A new trend has landed in Haines, and for once we’re not trailing way behind. Adult coloring is wildly popular pretty much everywhere, including Alaska, and the Babbling Book on Main Street can’t keep the boutique pages in stock.
Stressful day? Take out all your frustrations and anxiety on an intricate drawing of flowers. Wait … that can’t be right.
Oh, but it is.
Coloring for adults is pretty new and is exactly what it sounds like. Colorists, as they’re called, use colored pencils or markers to decorate detailed drawings of everything from landscapes, to animals, to abstract images. It doesn’t matter if you color outside the lines, the point of it all is stress relief.
“It’s something that calms the mind and you concentrate on something that has to do with colors and light. And it calms the soul.”

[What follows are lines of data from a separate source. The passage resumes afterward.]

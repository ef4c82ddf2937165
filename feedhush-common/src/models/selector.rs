// File: feedhush-common/src/models/selector.rs
//
// Compound selectors only: `tag`, `*`, `#id`, `.class`, `[attr]`, `[attr=value]`
// and `[attr="value"]`, in any combination. Combinators are rejected.

use std::collections::BTreeMap;
use std::fmt;
use std::str::FromStr;

use crate::error::Error;

/// The parts of an element a selector is matched against.
#[derive(Debug, Clone, Copy)]
pub struct ElementRef<'a> {
    pub tag: &'a str,
    pub attributes: &'a BTreeMap<String, String>,
}

#[derive(Debug, Clone, PartialEq, Eq)]
enum Condition {
    Id(String),
    Class(String),
    HasAttribute(String),
    AttributeEquals(String, String),
}

#[derive(Debug, Clone, PartialEq, Eq)]
pub struct Selector {
    source: String,
    tag: Option<String>,
    conditions: Vec<Condition>,
}

impl Selector {
    pub fn parse(source: &str) -> Result<Self, Error> {
        let trimmed = source.trim();
        if trimmed.is_empty() {
            return Err(Error::Selector("empty selector".to_string()));
        }

        let chars: Vec<char> = trimmed.chars().collect();
        let mut pos = 0;
        let mut tag = None;
        let mut conditions = Vec::new();

        if chars[0] == '*' {
            pos = 1;
        } else if is_ident_char(chars[0]) {
            let name = read_ident(&chars, &mut pos);
            tag = Some(name.to_ascii_lowercase());
        }

        while pos < chars.len() {
            match chars[pos] {
                '#' => {
                    pos += 1;
                    let id = read_ident(&chars, &mut pos);
                    if id.is_empty() {
                        return Err(Error::Selector(format!("missing id in '{trimmed}'")));
                    }
                    conditions.push(Condition::Id(id));
                }
                '.' => {
                    pos += 1;
                    let class = read_ident(&chars, &mut pos);
                    if class.is_empty() {
                        return Err(Error::Selector(format!("missing class in '{trimmed}'")));
                    }
                    conditions.push(Condition::Class(class));
                }
                '[' => {
                    pos += 1;
                    conditions.push(read_attribute(&chars, &mut pos, trimmed)?);
                }
                other => {
                    return Err(Error::Selector(format!(
                        "unsupported character '{other}' in '{trimmed}'"
                    )));
                }
            }
        }

        Ok(Self {
            source: trimmed.to_string(),
            tag,
            conditions,
        })
    }

    pub fn as_str(&self) -> &str {
        &self.source
    }

    pub fn matches(&self, element: &ElementRef<'_>) -> bool {
        if let Some(tag) = &self.tag {
            if !element.tag.eq_ignore_ascii_case(tag) {
                return false;
            }
        }

        self.conditions.iter().all(|condition| match condition {
            Condition::Id(id) => element.attributes.get("id") == Some(id),
            Condition::Class(class) => element
                .attributes
                .get("class")
                .is_some_and(|classes| classes.split_whitespace().any(|c| c == class)),
            Condition::HasAttribute(name) => element.attributes.contains_key(name),
            Condition::AttributeEquals(name, value) => element.attributes.get(name) == Some(value),
        })
    }
}

impl FromStr for Selector {
    type Err = Error;

    fn from_str(s: &str) -> Result<Self, Self::Err> {
        Selector::parse(s)
    }
}

impl fmt::Display for Selector {
    fn fmt(&self, f: &mut fmt::Formatter<'_>) -> fmt::Result {
        f.write_str(&self.source)
    }
}

fn is_ident_char(c: char) -> bool {
    c.is_alphanumeric() || c == '-' || c == '_'
}

fn read_ident(chars: &[char], pos: &mut usize) -> String {
    let start = *pos;
    while *pos < chars.len() && is_ident_char(chars[*pos]) {
        *pos += 1;
    }
    chars[start..*pos].iter().collect()
}

fn read_attribute(chars: &[char], pos: &mut usize, source: &str) -> Result<Condition, Error> {
    let name = read_ident(chars, pos);
    if name.is_empty() {
        return Err(Error::Selector(format!("missing attribute name in '{source}'")));
    }

    match chars.get(*pos) {
        Some(']') => {
            *pos += 1;
            Ok(Condition::HasAttribute(name))
        }
        Some('=') => {
            *pos += 1;
            let value = match chars.get(*pos) {
                Some(&quote) if quote == '"' || quote == '\'' => {
                    *pos += 1;
                    let start = *pos;
                    while *pos < chars.len() && chars[*pos] != quote {
                        *pos += 1;
                    }
                    if *pos >= chars.len() {
                        return Err(Error::Selector(format!("unterminated string in '{source}'")));
                    }
                    let value: String = chars[start..*pos].iter().collect();
                    *pos += 1;
                    value
                }
                _ => read_ident(chars, pos),
            };
            if chars.get(*pos) != Some(&']') {
                return Err(Error::Selector(format!("expected ']' in '{source}'")));
            }
            *pos += 1;
            Ok(Condition::AttributeEquals(name, value))
        }
        _ => Err(Error::Selector(format!("malformed attribute condition in '{source}'"))),
    }
}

Emily Zimbrich is a licensed professional counselor at Lynn Canal Counseling. Not only does she recommend coloring to clients, she also uses as a way to relieve built-up pressures of daily life. In other words, she practices what she preaches.
“If I have something I’m dealing with here in the office, I do the colors. And the colors are calming. Depending on whether I use pencils or markers, it’s all different.”
She flips through her book, showing off her brightly-colored shapes, she’s inked. She prefers the abstract pictures. She says the coloring offers a vacation from your worries.
“I think short term, it’s like a Band-Aid on a cut but I think long term it gives you practice in self-care. And any practice in self-care, much like exercise or travel, it has long term benefits.”
Zimbrich says it also offers a little nostalgia and often brings back good memories. And like childhood coloring, she says she thinks this trend will stick around for a while.
Down the street at the Babbling Book, the designer books are a hot commodity. Kelly Mitchell has worked there for five years and seen book trends come and go. But nothing like this.
“This one is color therapy, it calls itself an anti-stress coloring book and it looks to me like some well-drawn doodles,” Mitchell says.”Mostly it is women buying them and they are buying them because they have them at their desks, they’re using them for what it says on the cover: ‘color therapy.’ They’re using them to relax.”
The hip hobby offers a way to be creative without the stress of having to be creative. The heavy lifting – the drawing – is done. Now stressed out adults are free to peacefully fill in the rest as they choose. Or not. Only have five minutes? No problem. Can’t find anything but a pink highlight? Doesn’t matter. Some of the new coloring books are touted as a chance to create beautiful works of art that you can then hang in your house, or give to friends. But if you’re in for the therapeutic value, it’s the distraction and the process that’s important.
Mitchell says for the bookstore, the trend picked up a couple of months ago.
“We’ve always had coloring books. But we have not had the cool coloring books. Liz ordered those up and they’ve been in the front by the calendars and people have flocked to get them. And then, of course, the next questions is ‘have you got colored pencils?’”
They do. But the last shipment sold out in one day.
“We have big coloring books for little kids and little, tiny coloring books for putting in your pocket and taking on the ferry. But, I do believe we are out of colored pencils again,” Mitchell says.
Three of the top-10 best-selling books on Amazon this week were coloring books. Names like Enchanted Forest and Secret Garden are the most popular, but there’s even a Game of Thrones coloring book. Somehow that doesn’t seem very serene. Whether you think the trend is fleeting and silly or a legitimate, soothing, technique, bookstore owner Liz Heywood is enjoying the bottom line. The books range from less than five bucks, to about $20 for the really trendy ones.
“When we order, yes, I look at the best-seller list every week and the different catalogues I get from my publishers and wholesalers,” says Heywood.
The Harry Potter craze is the only other comparable movement that the bookstore has seen, Heywood says. But it’s hard to compare coloring books to anything else.
“It’s hard for me to look at it in terms of any other trends because they aren’t books. They’re coloring books, but they aren’t really books. It’s a funny thing. But it’s great, we love them and people are buying them for Christmas gifts. It’s a nice boost for us. And next to Heather Lende’s books, this is the second biggest type of book going out of the store here.”
So, whether you’re in it for the Zen appeal or the trend appeal, color on. It’s good for your health.